More sophisticated measures track how expensive puts are relative to calls, known as skew. More demand for puts, which are often used for hedging, should result in pricier puts than calls. Lots of investors paying a high premium for puts should give a sense of problems ahead, and the reverse if puts seem relatively cheap. The CBOE Skew index was historically high through October into January, providing an early warning of the downturn this year.

Alas, the Skew Index too sits roughly in the middle of its range, offering little sense of extreme bearishness or bullishness for the months ahead. As yet there is little to indicate the kind of intense bearishness or irrationality that might give a contrarian some hope.
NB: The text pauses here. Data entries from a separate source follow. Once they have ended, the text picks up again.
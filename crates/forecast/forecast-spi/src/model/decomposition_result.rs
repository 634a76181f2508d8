//! Decomposition result model

/// Result of time series decomposition
#[derive(Debug, Clone, PartialEq)]
pub struct DecompositionResult {
    /// Trend component
    pub trend: Vec<f64>,
    /// Seasonal component
    pub seasonal: Vec<f64>,
    /// Residual component
    pub residual: Vec<f64>,
    /// Trend slope per period
    pub slope: f64,
    /// Trend value at period 0
    pub intercept: f64,
    /// Zero-mean seasonal offset per position modulo `period`
    pub seasonal_profile: Vec<f64>,
    pub period: usize,
    /// Points that took part in the fit
    pub fitted: Vec<bool>,
}

impl DecompositionResult {
    /// Trend plus seasonal value at any period, in or out of sample.
    pub fn project(&self, period: i64) -> f64 {
        let trend = self.intercept + self.slope * period as f64;
        let seasonal = if self.seasonal_profile.is_empty() {
            0.0
        } else {
            self.seasonal_profile[period.rem_euclid(self.seasonal_profile.len() as i64) as usize]
        };
        trend + seasonal
    }

    /// Residuals of the points used in the fit.
    pub fn fitted_residuals(&self) -> Vec<f64> {
        self.residual
            .iter()
            .zip(&self.fitted)
            .filter(|&(_, &f)| f)
            .map(|(r, _)| *r)
            .collect()
    }

    pub fn n_fit(&self) -> usize {
        self.fitted.iter().filter(|&&f| f).count()
    }
}
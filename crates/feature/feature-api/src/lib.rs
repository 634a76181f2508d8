//! Feature Preparation API
//!
//! Configuration types and builders for imputation and categorical
//! encoding.

use serde::{Deserialize, Serialize};

// Re-export SPI types
pub use feature_spi::{Cleaner, FeatureBuilder, FeatureError, FeatureMatrix, Result};

/// Label for the bucket that collects categories outside the top-K.
pub const OTHER_CATEGORY: &str = "other";

// ============================================================================
// Feature Configuration
// ============================================================================

/// Encoding and imputation settings.
#[derive(Debug, Clone, PartialEq, Serialize, Deserialize)]
#[serde(default)]
pub struct FeatureConfig {
    /// Distinct-value count above which a column is bucketed into
    /// top-K + other (default: 50).
    pub max_categories: usize,
    /// Categories kept when bucketing (default: 20).
    pub top_k: usize,
    /// Category assigned to missing categorical cells (default: "missing").
    pub missing_label: String,
    /// Whether the target column is passed through as a feature
    /// (default: true).
    pub include_target: bool,
}

impl Default for FeatureConfig {
    fn default() -> Self {
        Self {
            max_categories: 50,
            top_k: 20,
            missing_label: table_spi::MISSING_CATEGORY.to_string(),
            include_target: true,
        }
    }
}

impl FeatureConfig {
    pub fn new() -> Self {
        Self::default()
    }

    pub fn builder() -> FeatureConfigBuilder {
        FeatureConfigBuilder::new()
    }
}

/// Builder for FeatureConfig.
#[derive(Debug, Default)]
pub struct FeatureConfigBuilder {
    max_categories: Option<usize>,
    top_k: Option<usize>,
    missing_label: Option<String>,
    include_target: Option<bool>,
}

impl FeatureConfigBuilder {
    /// Create a new builder.
    pub fn new() -> Self {
        Self::default()
    }

    pub fn max_categories(mut self, max: usize) -> Self {
        self.max_categories = Some(max);
        self
    }

    pub fn top_k(mut self, k: usize) -> Self {
        self.top_k = Some(k);
        self
    }

    pub fn missing_label(mut self, label: impl Into<String>) -> Self {
        self.missing_label = Some(label.into());
        self
    }

    pub fn include_target(mut self, include: bool) -> Self {
        self.include_target = Some(include);
        self
    }

    /// Build the configuration.
    pub fn build(self) -> std::result::Result<FeatureConfig, &'static str> {
        let defaults = FeatureConfig::default();
        let config = FeatureConfig {
            max_categories: self.max_categories.unwrap_or(defaults.max_categories),
            top_k: self.top_k.unwrap_or(defaults.top_k),
            missing_label: self.missing_label.unwrap_or(defaults.missing_label),
            include_target: self.include_target.unwrap_or(defaults.include_target),
        };

        if config.top_k == 0 {
            return Err("top_k must be at least 1");
        }
        if config.top_k > config.max_categories {
            return Err("top_k cannot exceed max_categories");
        }
        if config.missing_label.is_empty() {
            return Err("missing_label cannot be empty");
        }
        Ok(config)
    }
}

#[cfg(test)]
mod tests {
    use super::*;

    #[test]
    fn test_defaults() {
        let config = FeatureConfig::default();
        assert_eq!(config.max_categories, 50);
        assert_eq!(config.top_k, 20);
        assert_eq!(config.missing_label, "missing");
        assert!(config.include_target);
    }

    #[test]
    fn test_builder_validation() {
        assert!(FeatureConfig::builder().top_k(0).build().is_err());
        assert!(FeatureConfig::builder().top_k(60).build().is_err());
        let config = FeatureConfig::builder()
            .max_categories(10)
            .top_k(3)
            .build()
            .unwrap();
        assert_eq!(config.top_k, 3);
    }

    #[test]
    fn test_deserialize_partial() {
        let config: FeatureConfig = serde_json::from_str(r#"{"top_k": 5}"#).unwrap();
        assert_eq!(config.top_k, 5);
        assert_eq!(config.max_categories, 50);
    }
}
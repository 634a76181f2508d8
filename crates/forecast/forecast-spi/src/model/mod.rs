//! Model module containing data structures

mod cadence;
mod confidence_interval;
mod decomposition_result;
mod forecast_point;
mod time_series;

pub use cadence::Cadence;
pub use confidence_interval::ConfidenceInterval;
pub use decomposition_result::DecompositionResult;
pub use forecast_point::{ForecastMethod, ForecastOutcome, ForecastPoint};
pub use time_series::TimeSeries;
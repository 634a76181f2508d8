//! Anomaly Detection API
//!
//! Configuration types and builders for anomaly detection.

use serde::{Deserialize, Serialize};

// Re-export SPI types
pub use anomaly_spi::{AnomalyDetector, AnomalyError, AnomalyResult, Result, SeriesDetector};

/// Rows below which isolation scores carry no signal.
pub const MIN_ROWS: usize = 10;

// ============================================================================
// Isolation Forest Configuration
// ============================================================================

/// Isolation forest configuration.
#[derive(Debug, Clone, PartialEq, Serialize, Deserialize)]
#[serde(default)]
pub struct IsolationForestConfig {
    /// Number of isolation trees (default: 100).
    pub n_trees: usize,
    /// Maximum rows drawn per tree (default: 256).
    pub sample_size: usize,
    /// Expected share of anomalous rows, in (0, 0.5) (default: 0.01).
    pub contamination: f64,
    /// Seed for tree construction (default: 42).
    pub seed: u64,
}

impl Default for IsolationForestConfig {
    fn default() -> Self {
        Self {
            n_trees: 100,
            sample_size: 256,
            contamination: 0.01,
            seed: 42,
        }
    }
}

impl IsolationForestConfig {
    pub fn new(contamination: f64) -> Self {
        Self {
            contamination,
            ..Self::default()
        }
    }

    pub fn builder() -> IsolationForestConfigBuilder {
        IsolationForestConfigBuilder::new()
    }

    /// Check parameter ranges.
    pub fn validate(&self) -> Result<()> {
        if !(self.contamination > 0.0 && self.contamination < 0.5) {
            return Err(AnomalyError::invalid_parameter(
                "contamination",
                format!("must be in (0, 0.5), got {}", self.contamination),
            ));
        }
        if self.n_trees == 0 {
            return Err(AnomalyError::invalid_parameter("n_trees", "must be at least 1"));
        }
        if self.sample_size < 2 {
            return Err(AnomalyError::invalid_parameter("sample_size", "must be at least 2"));
        }
        Ok(())
    }
}

/// Builder for IsolationForestConfig.
#[derive(Debug, Default)]
pub struct IsolationForestConfigBuilder {
    n_trees: Option<usize>,
    sample_size: Option<usize>,
    contamination: Option<f64>,
    seed: Option<u64>,
}

impl IsolationForestConfigBuilder {
    /// Create a new builder.
    pub fn new() -> Self {
        Self::default()
    }

    pub fn n_trees(mut self, n: usize) -> Self {
        self.n_trees = Some(n);
        self
    }

    pub fn sample_size(mut self, size: usize) -> Self {
        self.sample_size = Some(size);
        self
    }

    pub fn contamination(mut self, contamination: f64) -> Self {
        self.contamination = Some(contamination);
        self
    }

    pub fn seed(mut self, seed: u64) -> Self {
        self.seed = Some(seed);
        self
    }

    /// Build and validate the configuration.
    pub fn build(self) -> Result<IsolationForestConfig> {
        let defaults = IsolationForestConfig::default();
        let config = IsolationForestConfig {
            n_trees: self.n_trees.unwrap_or(defaults.n_trees),
            sample_size: self.sample_size.unwrap_or(defaults.sample_size),
            contamination: self.contamination.unwrap_or(defaults.contamination),
            seed: self.seed.unwrap_or(defaults.seed),
        };
        config.validate()?;
        Ok(config)
    }
}

// ============================================================================
// Z-Score Configuration
// ============================================================================

/// Which side of the mean counts as anomalous.
#[derive(Debug, Clone, Copy, PartialEq, Eq, Default, Serialize, Deserialize)]
#[serde(rename_all = "snake_case")]
pub enum Tail {
    Upper,
    Lower,
    #[default]
    Both,
}

/// Z-Score detector configuration.
#[derive(Debug, Clone, PartialEq, Serialize, Deserialize)]
#[serde(default)]
pub struct ZScoreConfig {
    /// Z-score threshold for anomaly detection (default: 3.0).
    pub threshold: f64,
    /// Tail(s) tested against the threshold (default: both).
    pub tail: Tail,
}

impl Default for ZScoreConfig {
    fn default() -> Self {
        Self {
            threshold: 3.0,
            tail: Tail::Both,
        }
    }
}

impl ZScoreConfig {
    pub fn new(threshold: f64) -> Self {
        Self {
            threshold,
            ..Self::default()
        }
    }

    pub fn with_tail(mut self, tail: Tail) -> Self {
        self.tail = tail;
        self
    }
}
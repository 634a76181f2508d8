//! Forecast Core
//!
//! Linear-trend seasonal decomposition, cadence-based period selection,
//! residual confidence intervals, and the forecast engine tying them together.

pub mod confidence;
pub mod decomposition;
mod engine;
pub mod seasonality;

pub use confidence::{residual_std, z_score, RandomWalkIntervals, ResidualIntervals};
pub use decomposition::{decompose_linear_seasonal, least_squares, LinearSeasonalDecomposer};
pub use engine::ForecastEngine;
pub use seasonality::{detect_cadence, CadencePeriodDetector};
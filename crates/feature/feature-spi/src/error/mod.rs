//! Error module containing error types and result aliases

mod feature_error;

pub use feature_error::FeatureError;

/// Result type for feature operations.
pub type Result<T> = std::result::Result<T, FeatureError>;
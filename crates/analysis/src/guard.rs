//! Routine entry guard.

use std::panic::{catch_unwind, AssertUnwindSafe};

use crate::error::{AnalysisError, Result};

/// Run a routine, turning a panic into `AnalysisError::Internal`.
///
/// Internal failures, caught or returned, are logged at error level with
/// the routine name.
pub fn guarded<T>(routine: &str, body: impl FnOnce() -> Result<T>) -> Result<T> {
    let outcome = catch_unwind(AssertUnwindSafe(body)).unwrap_or_else(|payload| {
        let message = payload
            .downcast_ref::<&str>()
            .map(|s| s.to_string())
            .or_else(|| payload.downcast_ref::<String>().cloned())
            .unwrap_or_else(|| "unknown panic".to_string());
        Err(AnalysisError::Internal(message))
    });

    match &outcome {
        Err(AnalysisError::Internal(message)) => {
            tracing::error!(routine, error = %message, "routine failed");
        }
        Err(e) => tracing::debug!(routine, error = %e, "routine rejected input"),
        Ok(_) => {}
    }
    outcome
}
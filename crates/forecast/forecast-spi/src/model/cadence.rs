//! Sampling cadence of a dated series.

use chrono::{Days, Months, NaiveDate};
use serde::{Deserialize, Serialize};

/// Spacing between consecutive observations.
#[derive(Debug, Clone, Copy, PartialEq, Eq, Serialize, Deserialize)]
#[serde(tag = "kind", content = "days", rename_all = "snake_case")]
pub enum Cadence {
    Daily,
    Weekly,
    Monthly,
    Quarterly,
    Yearly,
    /// Dated, with a typical step of this many days.
    Irregular(i64),
    /// No calendar; periods are row positions.
    Index,
}

impl Cadence {
    /// Classify the typical day step between observations.
    pub fn from_step_days(days: i64) -> Self {
        match days {
            1 => Cadence::Daily,
            7 => Cadence::Weekly,
            28..=31 => Cadence::Monthly,
            89..=92 => Cadence::Quarterly,
            365 | 366 => Cadence::Yearly,
            d => Cadence::Irregular(d.max(1)),
        }
    }

    /// Seasonal periods worth trying, longest first.
    pub fn candidate_periods(&self) -> &'static [usize] {
        match self {
            Cadence::Daily => &[7],
            Cadence::Weekly => &[52, 4],
            Cadence::Monthly => &[12],
            Cadence::Quarterly => &[4],
            Cadence::Yearly => &[1],
            Cadence::Irregular(_) | Cadence::Index => &[12],
        }
    }

    /// Calendar date `steps` observations after `date`; `None` without a
    /// calendar or on overflow.
    pub fn advance(&self, date: NaiveDate, steps: u32) -> Option<NaiveDate> {
        match self {
            Cadence::Daily => date.checked_add_days(Days::new(steps as u64)),
            Cadence::Weekly => date.checked_add_days(Days::new(7 * steps as u64)),
            Cadence::Monthly => date.checked_add_months(Months::new(steps)),
            Cadence::Quarterly => date.checked_add_months(Months::new(3 * steps)),
            Cadence::Yearly => date.checked_add_months(Months::new(12 * steps)),
            Cadence::Irregular(days) => {
                date.checked_add_days(Days::new(*days as u64 * steps as u64))
            }
            Cadence::Index => None,
        }
    }
}
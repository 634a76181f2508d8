//! Contract module containing trait definitions for forecast operations

mod confidence_interval_computer;
mod decomposer;
mod seasonality_detector;

pub use confidence_interval_computer::ConfidenceIntervalComputer;
pub use decomposer::Decomposer;
pub use seasonality_detector::SeasonalityDetector;
//! Anomaly Reporting
//!
//! Turns detection results over a clean table into a ranked list of
//! flagged rows, per-group flagged counts, and short summary lines.

mod config;
mod error;
mod summary;

pub use config::{ReportConfig, ReportConfigBuilder};
pub use error::{ReportError, Result};
pub use summary::{
    group_counts, summarize, AnomalyReporter, AnomalySummary, GroupBreakdown, GroupCount, RankedRow,
};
That fact alone suggests that this bearish phase has probably not ended.

By the time of so-called liberation day, the exact tariff percentages were not the issue. Traders had priced in much of that bad news, but whether they have fully anticipated the fallout is not clear. “I think the market [was] more prepared for tariff risk . . . it [has] under-positioned for the recession risk,” thinks Emmanuel Cau, Barclays’ head of European equity strategy.

As such, the thesis that “US exceptionalism” will continue with the America First policy from the Trump White House will be tested, thinks Cau.

If there is one signal to watch for the rest of the year it is inflationary expectations. Widely followed surveys in the US, such as New York Federal Reserve’s Consumer Survey of inflation expectations one year ahead, have jumped from under 3 per cent to more than 4 per cent since late last year.

More importantly, the implied inflation rate from US two-year inflation protected bonds (TIPS) have climbed steadily since September. Until this indicator reverses, or at least levels off, markets will remain nervous.

This is bad news for equity prices. Price inflation creates a political problem for any government, but especially one for President Trump, who promised to control this. Persistent inflation also puts a dent in hopes that the US Federal Reserve will lower interest rates soon.

A trade war will only keep upward pressure on inflation expectations, and that is definitely not a good sign of things to come.